Only a number is wanted here: the number of lines of the data that include "Encoding".

Stored items

********

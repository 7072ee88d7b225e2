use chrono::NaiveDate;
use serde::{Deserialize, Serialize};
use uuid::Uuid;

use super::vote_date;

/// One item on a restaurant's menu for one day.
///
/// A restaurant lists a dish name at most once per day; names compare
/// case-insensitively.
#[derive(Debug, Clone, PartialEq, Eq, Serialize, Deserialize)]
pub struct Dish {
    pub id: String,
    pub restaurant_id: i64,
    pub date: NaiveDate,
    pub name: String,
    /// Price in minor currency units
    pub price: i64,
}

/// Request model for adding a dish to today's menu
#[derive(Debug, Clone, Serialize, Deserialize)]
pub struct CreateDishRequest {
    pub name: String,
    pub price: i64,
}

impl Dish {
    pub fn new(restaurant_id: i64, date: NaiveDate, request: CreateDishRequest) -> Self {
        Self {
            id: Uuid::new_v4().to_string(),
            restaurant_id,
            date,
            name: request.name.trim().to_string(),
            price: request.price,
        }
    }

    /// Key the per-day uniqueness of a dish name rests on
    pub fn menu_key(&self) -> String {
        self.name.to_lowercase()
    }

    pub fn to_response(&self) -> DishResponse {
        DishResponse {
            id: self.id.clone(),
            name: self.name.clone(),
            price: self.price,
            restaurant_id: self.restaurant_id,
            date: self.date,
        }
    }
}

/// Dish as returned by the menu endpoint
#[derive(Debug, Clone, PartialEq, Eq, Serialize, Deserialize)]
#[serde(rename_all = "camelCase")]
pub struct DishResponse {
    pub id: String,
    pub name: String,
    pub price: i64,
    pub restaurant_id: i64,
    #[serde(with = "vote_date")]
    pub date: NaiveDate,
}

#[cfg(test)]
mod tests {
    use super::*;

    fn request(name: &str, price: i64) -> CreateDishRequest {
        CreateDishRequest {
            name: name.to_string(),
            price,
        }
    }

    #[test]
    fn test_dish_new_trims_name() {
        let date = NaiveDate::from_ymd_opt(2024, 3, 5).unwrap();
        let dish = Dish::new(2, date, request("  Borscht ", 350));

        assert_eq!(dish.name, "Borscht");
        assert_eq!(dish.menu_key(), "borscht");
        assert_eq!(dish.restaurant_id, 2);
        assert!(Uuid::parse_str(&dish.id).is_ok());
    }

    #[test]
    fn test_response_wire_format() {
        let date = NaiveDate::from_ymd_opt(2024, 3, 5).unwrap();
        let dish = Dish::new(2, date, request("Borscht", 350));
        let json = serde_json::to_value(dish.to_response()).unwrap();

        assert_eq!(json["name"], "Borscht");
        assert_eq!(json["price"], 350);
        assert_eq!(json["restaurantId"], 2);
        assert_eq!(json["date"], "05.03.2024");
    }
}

********

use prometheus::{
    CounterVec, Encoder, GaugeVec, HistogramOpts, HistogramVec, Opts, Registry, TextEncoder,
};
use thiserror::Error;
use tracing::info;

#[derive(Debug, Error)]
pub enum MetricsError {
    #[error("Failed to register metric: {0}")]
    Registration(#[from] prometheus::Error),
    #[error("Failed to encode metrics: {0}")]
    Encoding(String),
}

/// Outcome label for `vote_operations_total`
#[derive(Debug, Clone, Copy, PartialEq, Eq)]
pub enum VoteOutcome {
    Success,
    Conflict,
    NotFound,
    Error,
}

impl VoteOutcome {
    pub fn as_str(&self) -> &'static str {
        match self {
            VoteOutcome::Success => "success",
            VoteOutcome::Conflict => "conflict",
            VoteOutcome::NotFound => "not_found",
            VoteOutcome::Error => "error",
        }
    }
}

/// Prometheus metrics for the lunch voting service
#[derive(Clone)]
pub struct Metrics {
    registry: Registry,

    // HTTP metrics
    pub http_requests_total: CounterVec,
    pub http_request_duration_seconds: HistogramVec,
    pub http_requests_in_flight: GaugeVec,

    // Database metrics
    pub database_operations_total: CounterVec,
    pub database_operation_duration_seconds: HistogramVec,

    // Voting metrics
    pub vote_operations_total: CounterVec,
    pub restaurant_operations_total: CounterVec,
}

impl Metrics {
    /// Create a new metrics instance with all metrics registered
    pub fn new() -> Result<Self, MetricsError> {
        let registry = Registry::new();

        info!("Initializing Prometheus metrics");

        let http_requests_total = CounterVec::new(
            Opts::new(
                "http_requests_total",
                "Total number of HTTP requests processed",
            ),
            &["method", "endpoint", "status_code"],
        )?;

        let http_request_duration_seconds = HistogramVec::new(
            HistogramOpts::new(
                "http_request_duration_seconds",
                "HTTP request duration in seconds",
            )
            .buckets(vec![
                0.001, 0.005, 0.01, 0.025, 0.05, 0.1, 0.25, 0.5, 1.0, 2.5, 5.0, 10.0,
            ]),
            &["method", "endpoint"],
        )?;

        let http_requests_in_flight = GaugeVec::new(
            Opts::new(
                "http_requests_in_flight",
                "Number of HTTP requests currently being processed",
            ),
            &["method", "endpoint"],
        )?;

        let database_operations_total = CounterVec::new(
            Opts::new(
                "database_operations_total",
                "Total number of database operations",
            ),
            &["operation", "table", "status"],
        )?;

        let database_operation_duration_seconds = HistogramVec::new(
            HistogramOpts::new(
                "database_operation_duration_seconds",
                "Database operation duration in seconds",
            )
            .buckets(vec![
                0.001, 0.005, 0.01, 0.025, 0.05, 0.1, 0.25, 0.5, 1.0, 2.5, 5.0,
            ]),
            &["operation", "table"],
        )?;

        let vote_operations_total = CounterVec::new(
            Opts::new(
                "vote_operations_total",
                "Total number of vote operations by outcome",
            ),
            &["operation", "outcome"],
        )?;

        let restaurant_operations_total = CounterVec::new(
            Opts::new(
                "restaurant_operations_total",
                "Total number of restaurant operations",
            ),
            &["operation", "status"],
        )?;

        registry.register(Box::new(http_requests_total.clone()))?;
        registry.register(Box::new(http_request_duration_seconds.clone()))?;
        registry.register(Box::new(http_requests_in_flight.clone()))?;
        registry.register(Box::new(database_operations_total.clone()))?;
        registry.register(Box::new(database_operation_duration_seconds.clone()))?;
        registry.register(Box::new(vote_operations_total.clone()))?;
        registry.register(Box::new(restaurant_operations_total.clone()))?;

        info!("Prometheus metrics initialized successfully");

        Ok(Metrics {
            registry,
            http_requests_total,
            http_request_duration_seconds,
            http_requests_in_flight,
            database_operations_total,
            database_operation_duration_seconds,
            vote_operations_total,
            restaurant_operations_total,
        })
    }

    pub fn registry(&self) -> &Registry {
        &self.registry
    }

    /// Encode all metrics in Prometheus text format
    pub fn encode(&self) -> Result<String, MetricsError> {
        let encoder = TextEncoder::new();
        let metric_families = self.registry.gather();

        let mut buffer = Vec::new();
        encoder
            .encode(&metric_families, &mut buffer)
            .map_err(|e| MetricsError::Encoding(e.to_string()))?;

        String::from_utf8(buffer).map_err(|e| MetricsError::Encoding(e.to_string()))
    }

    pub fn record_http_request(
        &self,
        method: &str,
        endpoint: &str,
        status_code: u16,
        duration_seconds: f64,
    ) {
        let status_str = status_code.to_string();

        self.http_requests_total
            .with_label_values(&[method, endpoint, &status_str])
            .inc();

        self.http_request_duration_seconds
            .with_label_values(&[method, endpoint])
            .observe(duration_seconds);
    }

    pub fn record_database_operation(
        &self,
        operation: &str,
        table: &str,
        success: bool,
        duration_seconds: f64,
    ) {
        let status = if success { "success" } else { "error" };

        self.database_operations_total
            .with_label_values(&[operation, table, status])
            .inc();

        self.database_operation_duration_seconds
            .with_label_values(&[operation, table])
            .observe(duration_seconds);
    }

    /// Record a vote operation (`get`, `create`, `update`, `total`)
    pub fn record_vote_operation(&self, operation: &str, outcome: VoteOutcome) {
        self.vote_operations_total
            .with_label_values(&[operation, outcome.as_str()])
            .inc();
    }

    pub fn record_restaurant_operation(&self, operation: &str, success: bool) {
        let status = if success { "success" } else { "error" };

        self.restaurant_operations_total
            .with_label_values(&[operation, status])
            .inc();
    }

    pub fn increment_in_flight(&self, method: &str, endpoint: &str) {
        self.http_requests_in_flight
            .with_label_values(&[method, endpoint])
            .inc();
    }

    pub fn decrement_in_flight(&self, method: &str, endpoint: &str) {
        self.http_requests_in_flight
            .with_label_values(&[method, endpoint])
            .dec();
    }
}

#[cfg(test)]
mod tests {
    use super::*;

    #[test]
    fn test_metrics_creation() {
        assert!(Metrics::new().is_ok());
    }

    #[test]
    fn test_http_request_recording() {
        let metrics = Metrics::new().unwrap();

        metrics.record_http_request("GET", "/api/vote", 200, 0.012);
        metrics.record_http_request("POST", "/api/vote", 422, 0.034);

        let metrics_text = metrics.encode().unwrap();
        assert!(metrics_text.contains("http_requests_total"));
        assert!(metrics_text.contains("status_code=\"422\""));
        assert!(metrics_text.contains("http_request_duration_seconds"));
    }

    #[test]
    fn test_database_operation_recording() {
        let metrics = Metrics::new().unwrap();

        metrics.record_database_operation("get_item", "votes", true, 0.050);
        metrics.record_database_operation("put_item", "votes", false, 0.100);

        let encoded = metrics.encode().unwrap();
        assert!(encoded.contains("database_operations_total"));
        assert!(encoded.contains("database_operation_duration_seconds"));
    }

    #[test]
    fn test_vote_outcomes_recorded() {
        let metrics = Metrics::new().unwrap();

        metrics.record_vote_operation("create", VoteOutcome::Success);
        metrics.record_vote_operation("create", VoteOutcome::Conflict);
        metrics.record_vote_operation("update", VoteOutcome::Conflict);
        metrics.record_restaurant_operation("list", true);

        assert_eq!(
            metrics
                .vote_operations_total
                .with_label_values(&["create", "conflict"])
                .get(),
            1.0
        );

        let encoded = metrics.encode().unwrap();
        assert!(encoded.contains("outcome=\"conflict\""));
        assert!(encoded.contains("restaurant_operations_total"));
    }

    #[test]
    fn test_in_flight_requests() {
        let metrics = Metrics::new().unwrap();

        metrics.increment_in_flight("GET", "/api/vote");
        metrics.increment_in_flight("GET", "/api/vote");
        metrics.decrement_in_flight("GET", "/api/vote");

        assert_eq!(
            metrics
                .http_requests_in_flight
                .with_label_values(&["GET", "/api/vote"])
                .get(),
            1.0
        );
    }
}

********

#### Task output
3